Transposed Convolution


I’m working on a project where we want to compare different implementation of DNN. One of these implementation is in cuDNN.
We need to implement a transposed convolution as the Conv2DTranspose in TensorFlow Keras.

Can we found some example or guide about implementation of the transposed convolution in cuDNN ?

Thanks in advance,


Hi @hugo.kieffer ,
Deconvolution/transposed convolution is basically the “dgrad” operation. Dgrad is designed for the backwards phase of training, so you may need to choose your filter layout accordingly. (If a forward convolution from Tensor A NCHW to Tensor C NKPQ uses a KRSC filter, then the dgrad operation would take Tensor C as input and Tensor A as ouput, but still use the KRSC filter.)
Note also that unstrided (unit strided) deconvolution is just a convolution with the filter transposed (hence the alternate name “transposed convolution”).
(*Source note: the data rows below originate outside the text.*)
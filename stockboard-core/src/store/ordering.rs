//! Per-source ordering: sort key and direction, name filter, page.

use serde::{Deserialize, Serialize};
use std::ops::Range;

use crate::case::{camel_case, snake_case};

#[derive(Debug, Clone, Copy, Default, PartialEq, Eq, Hash, Serialize, Deserialize)]
#[serde(rename_all = "lowercase")]
pub enum SortOrder {
    #[default]
    Asc,
    Desc,
}

impl SortOrder {
    pub fn flipped(self) -> Self {
        match self {
            SortOrder::Asc => SortOrder::Desc,
            SortOrder::Desc => SortOrder::Asc,
        }
    }

    pub fn as_str(self) -> &'static str {
        match self {
            SortOrder::Asc => "asc",
            SortOrder::Desc => "desc",
        }
    }
}

/// Sort/filter/page settings for one data source.
///
/// `key` is stored snake_cased, matching the resource's header spelling.
/// `page` is 1-indexed and never 0.
#[derive(Debug, Clone, PartialEq, Eq, Serialize, Deserialize)]
pub struct SourceOrdering {
    pub key: String,
    pub order: SortOrder,
    pub filter_name: Option<String>,
    pub page: u32,
}

impl Default for SourceOrdering {
    fn default() -> Self {
        Self {
            key: "date".into(),
            order: SortOrder::Asc,
            filter_name: None,
            page: 1,
        }
    }
}

impl SourceOrdering {
    /// Column-header click: a new key sorts ascending, the current key
    /// flips direction.
    pub fn toggle_sort(&mut self, key: &str) {
        let key = snake_case(key);
        self.order = if self.key != key || self.order == SortOrder::Desc {
            SortOrder::Asc
        } else {
            SortOrder::Desc
        };
        self.key = key;
    }

    pub fn sorting(&self) -> Sorting {
        Sorting {
            key: camel_case(&self.key),
            order: self.order,
        }
    }
}

/// Sort state as exposed to the presentation layer (camelCase key).
#[derive(Debug, Clone, PartialEq, Eq, Serialize, Deserialize)]
pub struct Sorting {
    pub key: String,
    pub order: SortOrder,
}

/// Row window for a 1-indexed page.
///
/// Page 1 covers `[0, page_size)`. Later pages start one row past the
/// previous page's end: page `p` covers `[(p-1)*page_size + 1, p*page_size)`,
/// so row `(p-1)*page_size` is never shown. Pinned by tests.
///
/// Bounds saturate at `usize::MAX`; [`clamp_window`] brings them back
/// within the loaded rows.
pub fn page_window(page: u32, page_size: usize) -> Range<usize> {
    let page = page as usize;
    let start = if page > 1 {
        (page - 1).saturating_mul(page_size).saturating_add(1)
    } else {
        0
    };
    let end = page.saturating_mul(page_size);
    start..end.max(start)
}

/// Clamp a window to `len` rows.
pub fn clamp_window(window: Range<usize>, len: usize) -> Range<usize> {
    let start = window.start.min(len);
    let end = window.end.min(len);
    start..end
}
//! Dashboard configuration, stored as TOML.
//!
//! ```toml
//! [sources]
//! stock_data = "data/stock_data.csv"
//! aggregated = "https://example.com/aggregated_stock_exchange.csv"
//!
//! [display]
//! locale = "en-US"
//! currency = "USD"
//!
//! [paging]
//! page_size = 100
//! ```
//!
//! Every section and key is optional; omitted values take the defaults below.

use serde::{Deserialize, Serialize};
use std::path::Path;
use thiserror::Error;

use crate::format::{Formatter, Locale};
use crate::source::CsvSource;

pub const DEFAULT_PAGE_SIZE: usize = 100;

#[derive(Debug, Error)]
pub enum ConfigError {
    #[error("failed to read config {path}: {source}")]
    Read {
        path: String,
        #[source]
        source: std::io::Error,
    },

    #[error("failed to parse config TOML: {0}")]
    Parse(#[from] toml::de::Error),

    #[error("failed to serialize config: {0}")]
    Serialize(#[from] toml::ser::Error),

    #[error("invalid config: {0}")]
    Invalid(String),
}

#[derive(Debug, Clone, PartialEq, Serialize, Deserialize)]
#[serde(default)]
pub struct SourcesConfig {
    /// Path or URL of the stock data CSV.
    pub stock_data: String,
    /// Path or URL of the aggregated stock exchange CSV.
    pub aggregated: String,
}

impl Default for SourcesConfig {
    fn default() -> Self {
        Self {
            stock_data: "stock_data.csv".into(),
            aggregated: "aggregated_stock_exchange.csv".into(),
        }
    }
}

#[derive(Debug, Clone, PartialEq, Serialize, Deserialize)]
#[serde(default)]
pub struct DisplayConfig {
    pub locale: Locale,
    /// ISO 4217 code used for price columns.
    pub currency: String,
}

impl Default for DisplayConfig {
    fn default() -> Self {
        Self {
            locale: Locale::EnUs,
            currency: "USD".into(),
        }
    }
}

#[derive(Debug, Clone, PartialEq, Serialize, Deserialize)]
#[serde(default)]
pub struct PagingConfig {
    pub page_size: usize,
}

impl Default for PagingConfig {
    fn default() -> Self {
        Self {
            page_size: DEFAULT_PAGE_SIZE,
        }
    }
}

#[derive(Debug, Clone, Default, PartialEq, Serialize, Deserialize)]
#[serde(default)]
pub struct DashboardConfig {
    pub sources: SourcesConfig,
    pub display: DisplayConfig,
    pub paging: PagingConfig,
}

impl DashboardConfig {
    pub fn from_file(path: &Path) -> Result<Self, ConfigError> {
        let content = std::fs::read_to_string(path).map_err(|source| ConfigError::Read {
            path: path.display().to_string(),
            source,
        })?;
        Self::from_toml(&content)
    }

    /// Parse and validate.
    pub fn from_toml(content: &str) -> Result<Self, ConfigError> {
        let config: Self = toml::from_str(content)?;
        config.validate()?;
        Ok(config)
    }

    pub fn to_toml(&self) -> Result<String, ConfigError> {
        Ok(toml::to_string_pretty(self)?)
    }

    pub fn validate(&self) -> Result<(), ConfigError> {
        if self.paging.page_size == 0 {
            return Err(ConfigError::Invalid("paging.page_size must be at least 1".into()));
        }
        let code = &self.display.currency;
        if code.len() != 3 || !code.chars().all(|c| c.is_ascii_alphabetic()) {
            return Err(ConfigError::Invalid(format!(
                "display.currency must be a three-letter code, got '{code}'"
            )));
        }
        Ok(())
    }

    pub fn formatter(&self) -> Formatter {
        Formatter::new(self.display.locale, self.display.currency.clone())
    }

    pub fn stock_source(&self) -> CsvSource {
        CsvSource::parse(&self.sources.stock_data)
    }

    pub fn aggregated_source(&self) -> CsvSource {
        CsvSource::parse(&self.sources.aggregated)
    }
}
So if it’s not a strided deconvolution, just use cudnn’s convolution operator and flip the cross correlation flag.

However i am afraid, I dont think we have a sample available for the same.



Have you had any success implementing this layer in cuDNN?

Hello, I haven’t had time to rework on the subject yet, we have several parallel implementations (FPGA and GPU) and we have had work on the FPGA target.
I’ll share an example when I have a functional code.